June 17, 2010
Johan Santana(notes) beat the Cleveland Indians at Progressive Field on Tuesday night, earning his fifth win of the year. He's pitched 92.0 innings so far this season and his fantasy ratios are excellent (3.13 ERA, 1.21 WHIP). There's absolutely nothing wrong with the surface-level stats; the Santana brand remains quite strong.

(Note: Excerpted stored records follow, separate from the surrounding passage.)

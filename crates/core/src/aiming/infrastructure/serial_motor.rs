use std::fs::{File, OpenOptions};
use std::io::{BufRead, BufReader, Read, Write};
use std::path::Path;
use std::time::Duration;

use crossbeam_channel::{Receiver, RecvTimeoutError};

use crate::aiming::domain::actuator::Actuator;
use crate::shared::constants::{
    MOTOR_ACK, MOTOR_LIMIT_DEGREES, MOTOR_REPLY_TIMEOUT, MOTOR_STEPS_PER_90_DEGREES,
};

/// Stepper motor driven over a line-oriented serial protocol.
///
/// Each move is sent as `MOVE <steps>\n` (steps relative to the current
/// position) and completes when the controller answers `OK`. Any other reply,
/// or none within the reply timeout, leaves the believed position unchanged.
///
/// Replies are read on a background thread so a silent controller can never
/// hold up the tracking loop for longer than the timeout.
pub struct SerialMotor<W: Write> {
    link: Option<Link<W>>,
    current_angle: f64,
    reply_timeout: Duration,
    /// A reply went missing; anything still queued belongs to an old command.
    desynced: bool,
}

struct Link<W> {
    writer: W,
    replies: Receiver<String>,
}

impl SerialMotor<File> {
    /// Opens a serial character device, e.g. `/dev/ttyUSB0`.
    ///
    /// The line settings (9600 baud, 8N1) must already be applied to the
    /// device, e.g. with `stty`.
    pub fn open(path: &Path) -> Result<Self, std::io::Error> {
        let file = OpenOptions::new().read(true).write(true).open(path)?;
        let reader = file.try_clone()?;
        log::info!("Opened motor controller at {}", path.display());
        Ok(Self::new(reader, file))
    }
}

impl<W: Write> SerialMotor<W> {
    /// Wires the motor to the two halves of a serial line.
    pub fn new<R: Read + Send + 'static>(reader: R, writer: W) -> Self {
        let (tx, rx) = crossbeam_channel::unbounded();
        std::thread::spawn(move || {
            for line in BufReader::new(reader).lines() {
                let Ok(line) = line else { break };
                if tx.send(line).is_err() {
                    break;
                }
            }
        });

        Self {
            link: Some(Link {
                writer,
                replies: rx,
            }),
            current_angle: 0.0,
            reply_timeout: MOTOR_REPLY_TIMEOUT,
            desynced: false,
        }
    }

    pub fn with_reply_timeout(mut self, timeout: Duration) -> Self {
        self.reply_timeout = timeout;
        self
    }

    pub fn current_angle(&self) -> f64 {
        self.current_angle
    }

    fn exchange(&mut self, steps: i64) -> Result<String, std::io::Error> {
        let link = self.link.as_mut().ok_or_else(|| {
            std::io::Error::new(std::io::ErrorKind::NotConnected, "motor port is closed")
        })?;

        if self.desynced {
            for stale in link.replies.try_iter() {
                log::debug!("Discarding late motor reply {stale:?}");
            }
            self.desynced = false;
        }

        link.writer
            .write_all(format!("MOVE {steps}\n").as_bytes())?;
        link.writer.flush()?;

        match link.replies.recv_timeout(self.reply_timeout) {
            Ok(reply) => Ok(reply.trim().to_string()),
            Err(RecvTimeoutError::Timeout) => {
                self.desynced = true;
                Err(std::io::Error::new(
                    std::io::ErrorKind::TimedOut,
                    format!("no reply within {:?}", self.reply_timeout),
                ))
            }
            Err(RecvTimeoutError::Disconnected) => Err(std::io::Error::new(
                std::io::ErrorKind::UnexpectedEof,
                "motor line closed",
            )),
        }
    }
}

/// Steps for a relative move; fractional steps are truncated toward zero.
pub fn steps_between(from: f64, to: f64) -> i64 {
    ((to - from) * MOTOR_STEPS_PER_90_DEGREES / 90.0) as i64
}

impl<W: Write + Send> Actuator for SerialMotor<W> {
    fn move_to(&mut self, bearing: f64) -> bool {
        let target = bearing.clamp(-MOTOR_LIMIT_DEGREES, MOTOR_LIMIT_DEGREES);
        let steps = steps_between(self.current_angle, target);

        match self.exchange(steps) {
            Ok(reply) if reply == MOTOR_ACK => {
                self.current_angle = target;
                true
            }
            Ok(reply) => {
                log::warn!("Motor rejected MOVE {steps}: {reply:?}");
                false
            }
            Err(e) => {
                log::warn!("Motor command MOVE {steps} failed: {e}");
                false
            }
        }
    }

    fn close(&mut self) {
        if self.link.take().is_some() {
            log::info!("Motor connection closed");
        }
    }
}
use crate::shared::bounding_box::BoundingBox;

/// Index of the first box (in detection order) strictly containing the point.
///
/// This is the only way an operator selects a face; a click that hits no box
/// selects nothing.
pub fn pick(x: i32, y: i32, detections: &[BoundingBox]) -> Option<usize> {
    detections.iter().position(|b| b.contains(x, y))
}

/// Returns the selection only if it still indexes into `detections`.
pub fn validate(selection: Option<usize>, detections: &[BoundingBox]) -> Option<usize> {
    selection.filter(|&i| i < detections.len())
}

/// Display label for the box at `index`, e.g. `Face 2 (selected)`.
pub fn label(index: usize, selection: Option<usize>) -> String {
    if selection == Some(index) {
        format!("Face {index} (selected)")
    } else {
        format!("Face {index}")
    }
}
pub mod ffmpeg_frame_source;
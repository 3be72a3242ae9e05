use crate::aiming::domain::actuator::Actuator;
use crate::aiming::domain::geometry::StageGeometry;
use crate::tracking::domain::frame_schedule::FrameTick;
use crate::tracking::domain::tracking_engine::TrackingResult;

/// Result of one aiming cycle.
#[derive(Clone, Copy, Debug, PartialEq)]
pub struct AimOutcome {
    /// Bearing to the selected face; `None` when nothing is selected.
    pub bearing: Option<f64>,
    /// Whether the actuator was commanded this frame.
    pub commanded: bool,
    /// Actuator acknowledgement; `None` when not commanded.
    pub success: Option<bool>,
}

impl AimOutcome {
    fn idle() -> Self {
        Self {
            bearing: None,
            commanded: false,
            success: None,
        }
    }
}

/// Turns the tracked face position into microphone moves.
///
/// The motor is only commanded on scheduled frames, the same cadence that
/// produces fresh detections. A rejected move is reported and retried on the
/// next scheduled frame with the then-current bearing.
pub struct AimingController {
    actuator: Box<dyn Actuator>,
    geometry: StageGeometry,
    last_commanded: Option<f64>,
}

impl AimingController {
    pub fn new(actuator: Box<dyn Actuator>, geometry: StageGeometry) -> Self {
        Self {
            actuator,
            geometry,
            last_commanded: None,
        }
    }

    /// Last bearing the actuator acknowledged.
    #[cfg(test)]
    pub(crate) fn last_commanded(&self) -> Option<f64> {
        self.last_commanded
    }

    pub fn update(&mut self, result: &TrackingResult, tick: FrameTick) -> AimOutcome {
        let Some(bbox) = result.selected_box() else {
            return AimOutcome::idle();
        };

        let (cx, cy) = bbox.center();
        let bearing =
            self.geometry
                .project_to_bearing(result.frame_width, result.frame_height, cx, cy);

        if !tick.scheduled {
            return AimOutcome {
                bearing: Some(bearing),
                commanded: false,
                success: None,
            };
        }

        let success = self.actuator.move_to(bearing);
        if success {
            log::debug!("Microphone aimed at {bearing:.2}°");
            self.last_commanded = Some(bearing);
        } else {
            match self.last_commanded {
                Some(last) => log::warn!(
                    "Motor did not acknowledge move to {bearing:.2}° (last at {last:.2}°); will retry"
                ),
                None => log::warn!("Motor did not acknowledge move to {bearing:.2}°; will retry"),
            }
        }

        AimOutcome {
            bearing: Some(bearing),
            commanded: true,
            success: Some(success),
        }
    }

    pub fn close(&mut self) {
        self.actuator.close();
    }
}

But it doesn't take much digging to realize that this has not exactly been a vintage season for Johan. He's recorded exactly one strikeout in each of his last two starts, dropping his K/9 to a career-low 5.77. Meanwhile, he's averaging 2.93 walks per nine-innings — his highest rate as a starter — and the velocity of his average fastball is in a multi-year decline, from 93.1 mph in 2006 to 89.2 mph in 2010. Not surprisingly, his xFIP (Expected Fielding Independent Pitching) is an unimpressive 4.70.
The Mets are obviously not unaware of Santana's issues. The New York Daily News reports that he may have encountered mechanical trouble related to last year's injuries:
Pitching coach Dan Warthen believes that Santana's issues are a result of injuries in 2009, which culminated in season-ending elbow surgery Sept. 1. "Last year he had a bunch of little nagging things," Warthen said. "And because he's the athlete that he is, he found a way to compete, and I think he made some mechanical changes to do that. This year has been about trying to get him back to where he was early last year."
After his previous start, a loss to San Diego, Santana retreated to the video room with Warthen, and the two studied his pitching motion. According to Warthen, they "felt the arm was in the right slot, but we didn't feel that he was loading the same way that he has in the past."
Santana and his handlers clearly believe the problems can be corrected, but Tuesday's start offered little evidence of improvement. As a Johan investor, I'm concerned. (Two leagues, difficult trading environments. Can't easily move him). Santana will no doubt remain a fantasy asset — we should note that he typically improves after the All-Star break — but if this were any other pitcher, we'd urge you to cash-out.
If you think that's just crazy-talk, please state your case in comments in the usual restrained, reasonable manner. One man's sell-high can be another's buy-low.
(Later, when the content becomes available, we'll enhance this post with a lively fantasy video. Please have 3D glasses ready for the most realistic Funston/Beil experience possible).